Advanced Pandas
As you become more proficient in Pandas, mastering its advanced features can significantly improve your data analysis workflows. This page covers MultiIndex DataFrames, pivot tables, crosstabs, and performance tuning techniques.
MultiIndex DataFrames
MultiIndex DataFrames allow hierarchical indexing, enabling you to work with complex datasets more effectively.
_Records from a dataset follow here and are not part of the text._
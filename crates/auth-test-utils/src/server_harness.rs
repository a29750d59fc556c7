//! Test server harness for E2E testing
//!
//! Provides TestAuthServer for spawning real auth server instances in tests.

use crate::crypto_fixtures::test_secret_base64;
use crate::test_ids::{TEST_KEY_SEED_PRIMARY, TEST_TOKEN_LIFETIME_MS};
use auth_service::auth::{ManualClock, TokenCodec};
use auth_service::config::{Config, MIN_BCRYPT_COST};
use auth_service::models::LoginResponse;
use auth_service::observability::init_metrics_recorder;
use auth_service::repositories::{InMemoryUserStore, UserStore};
use auth_service::routes::{self, AppState};
use serde_json::json;
use std::collections::HashMap;
use std::net::SocketAddr;
use std::sync::Arc;
use tokio::task::JoinHandle;

/// Test harness for spawning the auth server in E2E tests
///
/// The server keeps users in memory and reads time from a [`ManualClock`],
/// so tests can move past token expiry without sleeping.
///
/// # Example
/// ```rust,ignore
/// #[tokio::test]
/// async fn test_login_e2e() -> Result<()> {
///     let server = TestAuthServer::spawn().await?;
///     let token = server.register_and_login("alice@example.com", "pw").await?;
///
///     server.clock().advance(chrono::Duration::hours(2));
///     let response = server.get_with_token("/users/me", &token).await?;
///     assert_eq!(response.status(), 403);
///     Ok(())
/// }
/// ```
pub struct TestAuthServer {
    addr: SocketAddr,
    config: Config,
    users: Arc<dyn UserStore>,
    codec: Arc<TokenCodec>,
    clock: Arc<ManualClock>,
    client: reqwest::Client,
    handle: JoinHandle<()>,
}

impl TestAuthServer {
    /// Spawn a new test server instance with an empty in-memory user store
    pub async fn spawn() -> Result<Self, anyhow::Error> {
        Self::spawn_with_store(Arc::new(InMemoryUserStore::new())).await
    }

    /// Spawn a test server backed by `users`
    ///
    /// The server will:
    /// - Bind to a random available port (127.0.0.1:0)
    /// - Sign with the primary test secret
    /// - Hash passwords at the minimum bcrypt cost
    /// - Start the HTTP server in the background
    pub async fn spawn_with_store(users: Arc<dyn UserStore>) -> Result<Self, anyhow::Error> {
        let vars = HashMap::from([
            (
                "JWT_SECRET_KEY".to_string(),
                test_secret_base64(TEST_KEY_SEED_PRIMARY),
            ),
            ("BIND_ADDRESS".to_string(), "127.0.0.1:0".to_string()),
            ("BCRYPT_COST".to_string(), MIN_BCRYPT_COST.to_string()),
            (
                "JWT_EXPIRATION_MS".to_string(),
                TEST_TOKEN_LIFETIME_MS.to_string(),
            ),
        ]);
        let config = Config::from_vars(&vars)
            .map_err(|e| anyhow::anyhow!("Failed to build test config: {}", e))?;

        let clock = Arc::new(ManualClock::starting_now());
        let codec = Arc::new(TokenCodec::with_clock(
            config.signing_key.clone(),
            clock.clone(),
        ));

        let state = Arc::new(
            AppState::new(users.clone(), codec.clone(), config.clone())
                .map_err(|e| anyhow::anyhow!("Failed to build app state: {}", e))?,
        );

        // The global recorder can only be installed once per process; later
        // servers get a standalone recorder.
        let metrics_handle = match init_metrics_recorder() {
            Ok(handle) => handle,
            Err(_) => {
                use metrics_exporter_prometheus::PrometheusBuilder;
                PrometheusBuilder::new().build_recorder().handle()
            }
        };

        let app = routes::build_routes(state, metrics_handle);

        let listener = tokio::net::TcpListener::bind("127.0.0.1:0")
            .await
            .map_err(|e| anyhow::anyhow!("Failed to bind test server: {}", e))?;

        let addr = listener
            .local_addr()
            .map_err(|e| anyhow::anyhow!("Failed to get local address: {}", e))?;

        let handle = tokio::spawn(async move {
            if let Err(e) = axum::serve(listener, app).await {
                eprintln!("Test server error: {}", e);
            }
        });

        Ok(Self {
            addr,
            config,
            users,
            codec,
            clock,
            client: reqwest::Client::new(),
            handle,
        })
    }

    /// Get the base URL of the test server
    pub fn url(&self) -> String {
        format!("http://{}", self.addr)
    }

    /// Get the socket address
    pub fn addr(&self) -> SocketAddr {
        self.addr
    }

    /// Get reference to the server configuration
    pub fn config(&self) -> &Config {
        &self.config
    }

    /// The store the server reads users from
    pub fn users(&self) -> &Arc<dyn UserStore> {
        &self.users
    }

    /// The codec the server signs and verifies with
    pub fn codec(&self) -> &Arc<TokenCodec> {
        &self.codec
    }

    /// The server's clock
    pub fn clock(&self) -> &ManualClock {
        &self.clock
    }

    /// POST /auth/signup
    pub async fn signup(
        &self,
        email: &str,
        password: &str,
        full_name: &str,
    ) -> Result<reqwest::Response, anyhow::Error> {
        let response = self
            .client
            .post(format!("{}/auth/signup", self.url()))
            .json(&json!({"email": email, "password": password, "fullName": full_name}))
            .send()
            .await?;
        Ok(response)
    }

    /// POST /auth/login
    pub async fn login(
        &self,
        email: &str,
        password: &str,
    ) -> Result<reqwest::Response, anyhow::Error> {
        let response = self
            .client
            .post(format!("{}/auth/login", self.url()))
            .json(&json!({"email": email, "password": password}))
            .send()
            .await?;
        Ok(response)
    }

    /// Sign up a user and return a fresh login token
    pub async fn register_and_login(
        &self,
        email: &str,
        password: &str,
    ) -> Result<String, anyhow::Error> {
        let signup = self.signup(email, password, "Test User").await?;
        anyhow::ensure!(
            signup.status().is_success(),
            "Signup failed with status {}",
            signup.status()
        );

        let login = self.login(email, password).await?;
        anyhow::ensure!(
            login.status().is_success(),
            "Login failed with status {}",
            login.status()
        );

        let body: LoginResponse = login.json().await?;
        Ok(body.token)
    }

    /// GET `path` with `Authorization: Bearer <token>`
    pub async fn get_with_token(
        &self,
        path: &str,
        token: &str,
    ) -> Result<reqwest::Response, anyhow::Error> {
        let response = self
            .client
            .get(format!("{}{}", self.url(), path))
            .bearer_auth(token)
            .send()
            .await?;
        Ok(response)
    }

    /// GET `path` with no credentials
    pub async fn get(&self, path: &str) -> Result<reqwest::Response, anyhow::Error> {
        let response = self
            .client
            .get(format!("{}{}", self.url(), path))
            .send()
            .await?;
        Ok(response)
    }
}

impl Drop for TestAuthServer {
    fn drop(&mut self) {
        self.handle.abort();
    }
}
Creating a MultiIndex DataFrame
import pandas as pd
# Creating a MultiIndex DataFrame
data = {
"Year": [2020, 2020, 2021, 2021],
"City": ["Delhi", "Mumbai", "Delhi", "Mumbai"],
"Population": [30, 20, 35, 25]
}
df = pd.DataFrame(data)
df.set_index(["Year", "City"], inplace=True)
print(df)
Output:
Population
Year City
2020 Delhi 30
Mumbai 20
2021 Delhi 35
Mumbai 25
Accessing Data in MultiIndex
# Accessing data for a specific index
print(df.loc[(2020, "Delhi")])
# Accessing data for a specific level
print(df.xs(2020, level="Year"))
Pivot Tables and Crosstabs
Pivot tables and crosstabs are powerful tools for summarizing data.
Creating a Pivot Table
# Sample DataFrame
data = {
"City": ["Delhi", "Mumbai", "Delhi", "Mumbai"],
"Year": [2020, 2020, 2021, 2021],
"Sales": [100, 200, 150, 250]
}
df = pd.DataFrame(data)
# Creating a pivot table
pivot = df.pivot_table(values="Sales", index="Year", columns="City", aggfunc="sum")
print(pivot)
Output:
City Delhi Mumbai
Year
2020 100 200
2021 150 250
Creating a Crosstab
# Creating a crosstab
crosstab = pd.crosstab(df["City"], df["Year"])
print(crosstab)
Output:
Year 2020 2021
City
Delhi 1 1
Mumbai 1 1
Efficient Performance Tuning with Pandas
When working with large datasets, efficiency is critical. Here are some tips to improve performance:
1. Using eval()
and query()
for Speed
# Using eval for faster computation
df["Total"] = pd.eval("df['Sales'] * 2")
print(df)
# Using query for efficient filtering
filtered = df.query("City == 'Delhi' and Year == 2021")
print(filtered)
2. Optimizing Memory Usage
# Downcasting numeric columns
df["Sales"] = pd.to_numeric(df["Sales"], downcast="integer")
print(df.dtypes)
3. Parallelizing Operations
# Using Dask for parallelized Pandas operations
import dask.dataframe as dd
dask_df = dd.from_pandas(df, npartitions=2)
print(dask_df.compute())
Try It Yourself
Problem 1: MultiIndex DataFrame
Create a MultiIndex DataFrame for a dataset containing years, cities, and temperatures. Access data for a specific year and city.
Show Code
import pandas as pd
# Create MultiIndex DataFrame
data = {
"Year": [2020, 2020, 2021, 2021],
"City": ["Delhi", "Mumbai", "Delhi", "Mumbai"],
"Temperature": [40, 35, 42, 38]
}
df = pd.DataFrame(data).set_index(["Year", "City"])
print(df)
# Access specific data
print(df.loc[(2020, "Delhi")])
Problem 2: Create a Pivot Table
Given a dataset of students’ marks in different subjects, create a pivot table to summarize the average marks per subject for each class.
Show Code
import pandas as pd
# Sample Data
data = {
"Class": ["10th", "10th", "11th", "11th"],
"Subject": ["Math", "Science", "Math", "Science"],
"Marks": [85, 90, 88, 92]
}
df = pd.DataFrame(data)
# Create Pivot Table
pivot = df.pivot_table(values="Marks", index="Class", columns="Subject", aggfunc="mean")
print(pivot)